DRFN: Deep Recurrent Fusion Network for Single-Image Super-Resolution with Large Factors
Xin Yang, Haiyang Mei, Jiqing Zhang, Ke Xu, Baocai Yin, Qiang Zhang,, Xiaopeng Wei

TL;DR
This paper introduces DRFN, a deep recurrent fusion network that improves single-image super-resolution by replacing traditional upsampling with transposed convolution and integrating multi-level features for better accuracy and visual quality.
Contribution
The paper presents a novel deep recurrent fusion network that uses transposed convolution and multi-level feature fusion for enhanced large-factor super-resolution.
Findings
DRFN outperforms most current methods in accuracy and visual quality.
It is especially effective for large-scale images.

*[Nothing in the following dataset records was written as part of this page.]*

use std::backtrace::{Backtrace, BacktraceStatus};
use std::panic::PanicHookInfo;

/// Logs panics through `tracing` so they reach the log files, then runs the previous hook.
pub(crate) fn set_tracing_panic_hook() {
    let prev_hook = std::panic::take_hook();
    std::panic::set_hook(Box::new(move |info| {
        log_panic(info);
        prev_hook(info);
    }));
}

fn log_panic(panic_info: &PanicHookInfo) {
    let backtrace = Backtrace::capture();
    let (backtrace, note) = match backtrace.status() {
        BacktraceStatus::Captured => (Some(backtrace), None),
        BacktraceStatus::Disabled => (
            None,
            Some("run with RUST_BACKTRACE=1 to display backtraces"),
        ),
        BacktraceStatus::Unsupported => {
            (None, Some("backtraces are not supported on this platform"))
        }
        _ => (None, Some("backtrace status is unknown")),
    };

    let payload = panic_payload(panic_info);
    let location = panic_info.location().map(|location| location.to_string());

    tracing::error!(
        panic.payload = payload,
        panic.location = location,
        panic.backtrace = backtrace.map(tracing::field::display),
        panic.note = note,
        "a panic occurred",
    );
}

fn panic_payload<'a>(panic_info: &'a PanicHookInfo) -> &'a str {
    if let Some(s) = panic_info.payload().downcast_ref::<&str>() {
        s
    } else if let Some(s) = panic_info.payload().downcast_ref::<String>() {
        s
    } else {
        "unknown panic payload"
    }
}
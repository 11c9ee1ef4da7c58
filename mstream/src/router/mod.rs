//! Translation of mutation records into bulk operations.

mod index;
mod mapping;

pub use index::*;
pub use mapping::*;
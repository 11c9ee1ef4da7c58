use std::path::PathBuf;

use serde::{Deserialize, Serialize};

/// Where resume markers and dump progress are persisted.
///
/// The backend is chosen once for the whole process.
#[derive(Clone, Debug, Serialize, Deserialize)]
#[serde(rename_all = "snake_case")]
pub enum StoreConfig {
    /// One file per collection under each directory.
    File {
        #[serde(default = "default_resume_markers_dir")]
        resume_markers_dir: PathBuf,
        #[serde(default = "default_dump_progress_dir")]
        dump_progress_dir: PathBuf,
    },
    /// One record per collection, keyed by collection name, in collections of the source database.
    Collection {
        resume_markers_collection: String,
        dump_progress_collection: String,
    },
}

fn default_resume_markers_dir() -> PathBuf {
    PathBuf::from("./resumeTokens")
}

fn default_dump_progress_dir() -> PathBuf {
    PathBuf::from("./dumpProgress")
}

impl Default for StoreConfig {
    fn default() -> Self {
        Self::File {
            resume_markers_dir: default_resume_markers_dir(),
            dump_progress_dir: default_dump_progress_dir(),
        }
    }
}
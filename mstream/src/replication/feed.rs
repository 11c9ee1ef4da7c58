use futures::StreamExt;
use tracing::{Instrument, debug, error, info, info_span};

use crate::concurrency::signal::{SignalRx, create_signal};
use crate::destination::Destination;
use crate::error::{MstreamError, MstreamResult};
use crate::replication::state::{FeedListener, RecoveryRequest};
use crate::replication::{CollectionReplicator, ReplicatorPhase, ResetOptions};
use crate::source::{ChangeFeed, Source};
use crate::store::progress::DumpProgressStore;
use crate::store::resume::ResumePositionStore;
use crate::types::{ChangeEvent, MutationKind};

/// Picks the recovery for a change stream failure.
fn recovery_for(err: &MstreamError) -> (ResetOptions, bool) {
    if err.is_resume_position_lost() {
        (ResetOptions::resync(), false)
    } else {
        (ResetOptions::reconnect(), true)
    }
}

impl<Src, S, D> CollectionReplicator<Src, S, D>
where
    Src: Source + Send + Sync + 'static,
    S: ResumePositionStore + DumpProgressStore + Send + Sync + 'static,
    D: Destination + Clone + Send + Sync + 'static,
{
    pub(super) async fn watch_locked(&self, ignore_resume_marker: bool) -> MstreamResult<()> {
        let collection = self.inner.collection.as_str();

        if self.inner.state.lock().await.retired {
            debug!(collection, "replicator removed, not opening a change stream");
            return Ok(());
        }

        if self.inner.state.lock().await.listener.is_some() {
            self.teardown_listener().await;
        }

        if ignore_resume_marker {
            self.reset_marker().await;
        }

        let marker = self.resolve_marker().await;
        info!(
            collection,
            resuming = marker.is_some(),
            "opening change stream"
        );

        let generation = {
            let mut state = self.inner.state.lock().await;
            state.generation += 1;
            state.generation
        };

        let feed = match self
            .inner
            .ctx
            .source
            .open_change_feed(collection, marker)
            .await
        {
            Ok(feed) => feed,
            Err(err) => {
                error!(collection, error = %err, "failed to open the change stream");
                self.request_recovery(generation, &err).await;

                return Ok(());
            }
        };

        let (stop_tx, stop_rx) = create_signal();
        let span = info_span!("change_stream", collection, generation);
        let handle = tokio::spawn(
            run_listener(self.clone(), feed, stop_rx, generation).instrument(span),
        );

        let mut state = self.inner.state.lock().await;
        if state.retired {
            // Removed while the stream was opening.
            handle.abort();
            return Ok(());
        }

        state.listener = Some(FeedListener { stop_tx, handle });
        state.phase = match state.phase {
            ReplicatorPhase::Dumping | ReplicatorPhase::PausedDuringDump => state.phase,
            _ => ReplicatorPhase::Tailing,
        };

        Ok(())
    }

    async fn request_recovery(&self, generation: u64, err: &MstreamError) {
        let (options, transient) = recovery_for(err);

        {
            let mut state = self.inner.state.lock().await;
            state.phase = ReplicatorPhase::Error;
            if transient {
                state.consecutive_failures = state.consecutive_failures.saturating_add(1);
            }
        }

        self.send_recovery(RecoveryRequest {
            generation,
            options,
            transient,
        });
    }

    fn send_recovery(&self, request: RecoveryRequest) {
        if self.inner.recovery_tx.send(request).is_err() {
            debug!(
                collection = %self.inner.collection,
                "recovery task is gone, dropping recovery request"
            );
        }
    }

    /// Records the position of `event` and forwards its change to the dispatcher.
    async fn handle_change(&self, event: ChangeEvent) {
        let ChangeEvent { position, record } = event;
        debug!(
            collection = %self.inner.collection,
            kind = %record.kind,
            key = ?record.key,
            "replicating change"
        );

        {
            let mut state = self.inner.state.lock().await;
            state.marker = Some(position);
            state.marker_loaded = true;
            state.consecutive_failures = 0;
        }

        match self.inner.ctx.router.build_action(record).await {
            Ok(Some(unit)) => self.inner.dispatcher.add(unit).await,
            Ok(None) => {}
            Err(err) => {
                error!(
                    collection = %self.inner.collection,
                    error = %err,
                    "failed to build the bulk operation of a change, skipping"
                );
            }
        }
    }
}

/// Consumes a change stream until it ends, fails or is asked to stop.
async fn run_listener<Src, S, D>(
    replicator: CollectionReplicator<Src, S, D>,
    mut feed: ChangeFeed,
    mut stop_rx: SignalRx,
    generation: u64,
) where
    Src: Source + Send + Sync + 'static,
    S: ResumePositionStore + DumpProgressStore + Send + Sync + 'static,
    D: Destination + Clone + Send + Sync + 'static,
{
    loop {
        let item = tokio::select! {
            biased;

            _ = stop_rx.changed() => {
                debug!("change stream listener asked to stop");
                return;
            }
            item = feed.next() => item,
        };

        match item {
            Some(Ok(event)) if event.record.kind == MutationKind::Invalidate => {
                info!("change stream invalidated, resyncing the collection");
                {
                    let mut state = replicator.inner.state.lock().await;
                    state.phase = ReplicatorPhase::Error;
                }
                replicator.send_recovery(RecoveryRequest {
                    generation,
                    options: ResetOptions::resync(),
                    transient: false,
                });

                return;
            }
            Some(Ok(event)) => replicator.handle_change(event).await,
            Some(Err(err)) => {
                error!(error = %err, "change stream failed");
                replicator.inner.dispatcher.flush().await;
                replicator.request_recovery(generation, &err).await;

                return;
            }
            None => {
                info!("change stream closed");
                replicator.inner.dispatcher.flush().await;

                return;
            }
        }
    }
}

#[cfg(test)]
mod tests {
    use super::*;
    use crate::error::ErrorKind;
    use crate::mstream_error;

    #[test]
    fn lost_positions_force_a_resync() {
        let (options, transient) = recovery_for(&mstream_error!(
            ErrorKind::ResumePositionNotFound,
            "Resume token not found"
        ));
        assert_eq!(options, ResetOptions::resync());
        assert!(!transient);

        let (options, transient) = recovery_for(&mstream_error!(
            ErrorKind::SourceConnectionFailed,
            "Connection reset"
        ));
        assert_eq!(options, ResetOptions::reconnect());
        assert!(transient);
    }
}
use std::sync::Arc;

use tokio::sync::watch;

#[derive(Debug, Clone, Copy, Default)]
struct GateState {
    armed: bool,
    /// Number of resumes so far. A waiter is released once it changes, even if the gate was
    /// armed again before the waiter got to run.
    resumes: u64,
}

/// Process-wide, single-slot pause signal for dumps.
///
/// While armed, every dump blocks before reading its next document. Arming an armed gate is a
/// no-op and a single [`PauseGate::resume`] releases every dump waiting at that moment. Clones
/// share the same slot.
#[derive(Debug, Clone)]
pub struct PauseGate {
    state: Arc<watch::Sender<GateState>>,
}

impl PauseGate {
    pub fn new() -> Self {
        let (state, _) = watch::channel(GateState::default());
        Self {
            state: Arc::new(state),
        }
    }

    /// Arms the gate. Returns `false` when a pause was already outstanding.
    pub fn pause(&self) -> bool {
        self.state.send_if_modified(|state| {
            if state.armed {
                false
            } else {
                state.armed = true;
                true
            }
        })
    }

    /// Releases the gate. Returns `false` when no pause was outstanding.
    pub fn resume(&self) -> bool {
        self.state.send_if_modified(|state| {
            if state.armed {
                state.armed = false;
                state.resumes += 1;
                true
            } else {
                false
            }
        })
    }

    pub fn is_paused(&self) -> bool {
        self.state.borrow().armed
    }

    /// Waits for the next resume; returns immediately when the gate is not armed.
    pub async fn wait_until_resumed(&self) {
        let mut state_rx = self.state.subscribe();
        let seen = *state_rx.borrow_and_update();
        if !seen.armed {
            return;
        }

        // The sender lives in `self`, so the channel cannot close while we wait.
        let _ = state_rx
            .wait_for(|state| state.resumes != seen.resumes)
            .await;
    }
}

impl Default for PauseGate {
    fn default() -> Self {
        Self::new()
    }
}

#[cfg(test)]
mod tests {
    use std::sync::Arc;
    use std::sync::atomic::{AtomicUsize, Ordering};
    use std::time::Duration;

    use super::*;

    #[tokio::test]
    async fn repeated_pauses_behave_as_one() {
        let gate = PauseGate::new();

        assert!(gate.pause());
        assert!(!gate.pause());
        assert!(gate.is_paused());

        assert!(gate.resume());
        assert!(!gate.resume());
        assert!(!gate.is_paused());
    }

    #[tokio::test]
    async fn wait_returns_immediately_when_not_paused() {
        let gate = PauseGate::new();

        tokio::time::timeout(Duration::from_millis(50), gate.wait_until_resumed())
            .await
            .expect("an unarmed gate must not block");
    }

    #[tokio::test(start_paused = true)]
    async fn resume_releases_every_waiter() {
        let gate = PauseGate::new();
        gate.pause();

        let released = Arc::new(AtomicUsize::new(0));
        let mut waiters = Vec::new();
        for _ in 0..3 {
            let gate = gate.clone();
            let released = released.clone();
            waiters.push(tokio::spawn(async move {
                gate.wait_until_resumed().await;
                released.fetch_add(1, Ordering::SeqCst);
            }));
        }

        tokio::time::sleep(Duration::from_secs(5)).await;
        assert_eq!(released.load(Ordering::SeqCst), 0);

        gate.resume();
        for waiter in waiters {
            waiter.await.unwrap();
        }
        assert_eq!(released.load(Ordering::SeqCst), 3);
    }

    #[tokio::test(start_paused = true)]
    async fn resume_releases_waiters_even_when_paused_again() {
        let gate = PauseGate::new();
        gate.pause();

        let waiter = tokio::spawn({
            let gate = gate.clone();
            async move { gate.wait_until_resumed().await }
        });
        tokio::time::sleep(Duration::from_millis(10)).await;

        assert!(gate.resume());
        assert!(gate.pause());

        tokio::time::timeout(Duration::from_secs(60), waiter)
            .await
            .expect("the resume must release the waiter")
            .unwrap();
        assert!(gate.is_paused());

        // Waiters arriving after the new pause stay blocked.
        let late = tokio::time::timeout(Duration::from_secs(60), gate.wait_until_resumed()).await;
        assert!(late.is_err());
    }
}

Uses fewer parameters than comparable models.
Abstract
Recently, single-image super-resolution has made great progress owing to the development of deep convolutional neural networks (CNNs). The vast majority of CNN-based models use a pre-defined upsampling operator, such as bicubic interpolation, to upscale input low-resolution images to the desired size and learn non-linear mapping between the interpolated image and ground truth high-resolution (HR) image. However, interpolation processing can lead to visual artifacts as details are over-smoothed, particularly when the super-resolution factor is high. In this paper, we propose a Deep Recurrent Fusion Network (DRFN), which utilizes transposed convolution instead of bicubic interpolation for upsampling and integrates different-level features extracted from recurrent residual blocks to reconstruct the final HR images. We adopt a deep recurrence learning strategy and thus have a larger…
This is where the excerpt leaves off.